Lavoratore si assenta per malattia derivata dal demansionamento subito: va tutto provato
La Corte di Cassazione con la sentenza n. 16508 del 02 luglio 2013 interviene in tema di demansionamento affermando che in caso di accertato demansionamento professionale, la liquidazione del danno alla professionalità del lavoratore non può prescindere dalla prova del danno e del relativo nesso causale con l’asserito demansionamento.
Il caso. Il Tribunale aveva condannato una società al risarcimento del danno da dequalificazione professionale patito dal dipendente della stessa, nonché del danno biologico dallo stesso subito. Avverso la sentenza del Tribunale viene proposto ricorso alla Corte di Appello dove i giudici in parziale riforma di detta sentenza di primo grado, ha respinto la domanda relativa al risarcimento del danno alla professionalità, confermando, nel resto, la sentenza di primo grado. I giudici della Corte d’Appello di Roma ha considerato che il medesimo non è stato specificamente dedotto né tanto meno provato, mentre il danno biologico è stato provato a mezzo delle risultanze mediche attestanti le patologie da cui è rimasto affetto il lavoratore in coincidenza con il subito demansionamento.
Il lavoratore avverso la sentenza della Corte di Appello propone ricorso alla Corte Suprema per la cassazione della sentenza basando il ricorso su un unica. La società datore di lavoro propone controricorso.

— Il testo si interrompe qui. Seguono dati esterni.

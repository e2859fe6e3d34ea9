//! HTTP server implementation for the fleet service.

use std::net::SocketAddr;
use std::sync::Arc;

use axum::Router;
use axum::routing::{delete, get, put};
use tokio::signal;

use super::broadcast::ReportBroadcaster;
use super::config::FleetServerConfig;
use super::handlers::{
    AppState, handle_delete_all, handle_delete_unit, handle_get_recent, handle_get_today,
    handle_healthy, handle_metrics, handle_ready, handle_upsert,
};
use super::metrics::Metrics;
use super::ws::handle_ws;
use crate::repository::UnitRepository;

/// HTTP/WebSocket server for the fleet service.
pub struct FleetServer {
    repo: Arc<UnitRepository>,
    config: FleetServerConfig,
}

impl FleetServer {
    /// Create a new fleet server.
    pub fn new(repo: Arc<UnitRepository>, config: FleetServerConfig) -> Self {
        Self { repo, config }
    }

    /// Run the HTTP server until SIGINT/SIGTERM.
    pub async fn run(self) {
        let state = AppState {
            repo: self.repo,
            broadcaster: Arc::new(ReportBroadcaster::new()),
            metrics: Arc::new(Metrics::new()),
        };
        let app = router(state);

        let addr = SocketAddr::from(([0, 0, 0, 0], self.config.port));
        tracing::info!("Starting fleet HTTP server on {}", addr);

        let listener = tokio::net::TcpListener::bind(addr)
            .await
            .expect("failed to bind listen address");
        axum::serve(listener, app)
            .with_graceful_shutdown(shutdown_signal())
            .await
            .expect("server error");

        tracing::info!("Server shut down gracefully");
    }
}

/// Builds the route table. Shared with the HTTP integration tests.
pub fn router(state: AppState) -> Router {
    // The static /carts/today route takes precedence over the
    // /carts/:unit_id capture.
    Router::new()
        .route("/carts/today", get(handle_get_today))
        .route("/carts/:unit_id", put(handle_upsert))
        .route("/carts/:unit_id", delete(handle_delete_unit))
        .route("/carts", delete(handle_delete_all))
        .route("/cart/:unit_id", get(handle_get_recent))
        .route("/ws", get(handle_ws))
        .route("/metrics", get(handle_metrics))
        .route("/-/healthy", get(handle_healthy))
        .route("/-/ready", get(handle_ready))
        .with_state(state)
}

/// Listen for SIGTERM (pod termination) and SIGINT (Ctrl+C).
async fn shutdown_signal() {
    let ctrl_c = async {
        signal::ctrl_c()
            .await
            .expect("failed to install Ctrl+C handler");
    };

    #[cfg(unix)]
    let terminate = async {
        signal::unix::signal(signal::unix::SignalKind::terminate())
            .expect("failed to install SIGTERM handler")
            .recv()
            .await;
    };

    #[cfg(not(unix))]
    let terminate = std::future::pending::<()>();

    tokio::select! {
        _ = ctrl_c => tracing::info!("Received SIGINT, starting graceful shutdown"),
        _ = terminate => tracing::info!("Received SIGTERM, starting graceful shutdown"),
    }
}
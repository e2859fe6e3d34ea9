//! Error types for the fleet service.

/// Errors surfaced by the store, repository, and request parsing.
#[derive(Debug, Clone)]
pub enum Error {
    /// Malformed or out-of-range input in a write payload. Rejected before
    /// any store interaction.
    InvalidInput(String),
    /// Underlying persistence failure (I/O, corrupt data file).
    Storage(String),
}

impl std::fmt::Display for Error {
    fn fmt(&self, f: &mut std::fmt::Formatter<'_>) -> std::fmt::Result {
        match self {
            Error::InvalidInput(msg) => write!(f, "invalid input: {}", msg),
            Error::Storage(msg) => write!(f, "storage error: {}", msg),
        }
    }
}

impl std::error::Error for Error {}

impl From<std::io::Error> for Error {
    fn from(e: std::io::Error) -> Self {
        Error::Storage(e.to_string())
    }
}

/// Result type for fleet operations.
pub type Result<T> = std::result::Result<T, Error>;
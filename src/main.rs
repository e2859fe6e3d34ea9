//! Fleet HTTP server binary entry point.

use std::sync::Arc;

use clap::Parser;
use tracing_subscriber::EnvFilter;

use fleet::UnitRepository;
use fleet::clock::SystemClock;
use fleet::server::{CliArgs, FleetServer, FleetServerConfig};
use fleet::store::create_store;

#[tokio::main]
async fn main() {
    // Initialize tracing
    tracing_subscriber::fmt()
        .with_env_filter(
            EnvFilter::try_from_default_env().unwrap_or_else(|_| EnvFilter::new("info")),
        )
        .init();

    // Parse CLI arguments
    let args = CliArgs::parse();

    let store_config = args.to_store_config();
    let server_config = FleetServerConfig::from(&args);

    tracing::info!("Opening store with config: {:?}", store_config);

    // Open the store
    let clock = Arc::new(SystemClock);
    let store = create_store(&store_config.storage, clock.clone())
        .await
        .expect("Failed to open store");
    let repo = Arc::new(UnitRepository::new(store, clock));

    // Create and run the server
    let server = FleetServer::new(repo, server_config);
    server.run().await;
}
//! HTTP route handlers for the fleet server.

use std::collections::HashMap;
use std::sync::Arc;

use axum::Json;
use axum::body::Bytes;
use axum::extract::{Path, Query, State};
use axum::http::StatusCode;
use axum::response::IntoResponse;

use super::broadcast::ReportBroadcaster;
use super::error::ApiError;
use super::metrics::Metrics;
use super::request::{RecentParams, ReportMessage, TodayParams, UpsertRequest};
use super::response::DeleteResponse;
use crate::model::UnitReport;
use crate::repository::UnitRepository;

/// Shared application state.
#[derive(Clone)]
pub struct AppState {
    pub repo: Arc<UnitRepository>,
    pub broadcaster: Arc<ReportBroadcaster>,
    pub metrics: Arc<Metrics>,
}

/// Handle PUT /carts/{unit_id}
///
/// Validates and stores one report, echoes it back, and mirrors it to all
/// live subscribers. Broadcast failures never fail the write.
pub async fn handle_upsert(
    State(state): State<AppState>,
    Path(unit_id): Path<String>,
    body: Bytes,
) -> Result<Json<UnitReport>, ApiError> {
    let request = UpsertRequest::from_body(&body)?;

    state.repo.insert(&unit_id, &request.report).await?;
    state.metrics.reports_written_total.inc();

    let message = ReportMessage {
        id: unit_id,
        report: request.report.clone(),
    };
    state.broadcaster.broadcast(&message.to_payload());
    state.metrics.broadcast_payloads_total.inc();

    Ok(Json(request.report))
}

/// Handle GET /cart/{unit_id}?count=N
///
/// Returns up to `count` reports for the unit, newest-first. An unknown
/// unit yields an empty array.
pub async fn handle_get_recent(
    State(state): State<AppState>,
    Path(unit_id): Path<String>,
    Query(params): Query<RecentParams>,
) -> Result<Json<Vec<UnitReport>>, ApiError> {
    let reports = state.repo.get_recent(&unit_id, params.count()).await?;
    Ok(Json(reports))
}

/// Handle GET /carts/today?count_by_cart=N
///
/// Returns up to `count_by_cart` reports per unit since the start of the
/// current hour, each bucket newest-first.
pub async fn handle_get_today(
    State(state): State<AppState>,
    Query(params): Query<TodayParams>,
) -> Result<Json<HashMap<String, Vec<UnitReport>>>, ApiError> {
    let grouped = state.repo.get_recent_today(params.count_by_cart()).await?;
    Ok(Json(grouped))
}

/// Handle DELETE /carts/{unit_id}
pub async fn handle_delete_unit(
    State(state): State<AppState>,
    Path(unit_id): Path<String>,
) -> Result<Json<DeleteResponse>, ApiError> {
    let deleted = state.repo.delete_unit(&unit_id).await?;
    state.metrics.reports_deleted_total.inc_by(deleted as u64);
    tracing::info!(unit = %unit_id, deleted, "deleted unit reports");
    Ok(Json(DeleteResponse::unit_deleted(deleted)))
}

/// Handle DELETE /carts
pub async fn handle_delete_all(
    State(state): State<AppState>,
) -> Result<Json<DeleteResponse>, ApiError> {
    let deleted = state.repo.delete_all().await?;
    state.metrics.reports_deleted_total.inc_by(deleted as u64);
    tracing::info!(deleted, "deleted all reports");
    Ok(Json(DeleteResponse::all_deleted(deleted)))
}

/// Handle GET /metrics
pub async fn handle_metrics(State(state): State<AppState>) -> impl IntoResponse {
    state
        .metrics
        .live_subscribers
        .set(state.broadcaster.subscriber_count() as i64);
    state.metrics.encode()
}

/// Handle GET /-/healthy
pub async fn handle_healthy() -> StatusCode {
    StatusCode::OK
}

/// Handle GET /-/ready
pub async fn handle_ready() -> StatusCode {
    StatusCode::OK
}
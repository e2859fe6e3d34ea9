//! HTTP/WebSocket server for the fleet service.

mod broadcast;
mod config;
mod error;
pub mod handlers;
mod http;
pub mod metrics;
mod request;
mod response;
mod ws;

pub use broadcast::{ReportBroadcaster, SubscriberId};
pub use config::{CliArgs, FleetServerConfig};
pub use http::{FleetServer, router};
pub use request::{ReportMessage, UpsertRequest};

Gli Ermellini hanno ritenuto infondati entrambi i ricorsi “in quanto sostanzialmente censurano sotto il profilo sia della violazione di legge che del vizio di motivazione l’accertamento di fatto operato dal giudice di merito che ha escluso il danno alla professionalità sulla base dell’attività istruttoria svolta e, in particolare, sulla corretta considerazione per cui non ogni demansionamento comporta comunque un danno alla professionalità, ma solo quello concretamente allegato e provato. A tale principio va pure aggiunto quello, pure affermato dalla Cassazione secondo cui, comunque, in caso di accertato demansionamento professionale, la liquidazione del danno alla professionalità del lavoratore non può prescindere dalla prova del danno e del relativo nesso causale con l’asserito demansionamento, ferma la necessità di evitare, trattandosi di danno non patrimoniale, ogni duplicazione con altre voci di danno non patrimoniale accomunate dalla medesima fonte causale (Cass. 30 settembre 2009 n. 20980).”
La Corte Suprema, inoltre, evidenzia che in merito “al danno biologico, viceversa riconosciuto dal giudice di appello, va osservato che, analogamente a quanto affermato riguardo al danno alla professionalità il giudizio relativo alla sua sussistenza è parimente riservato al giudice di merito.”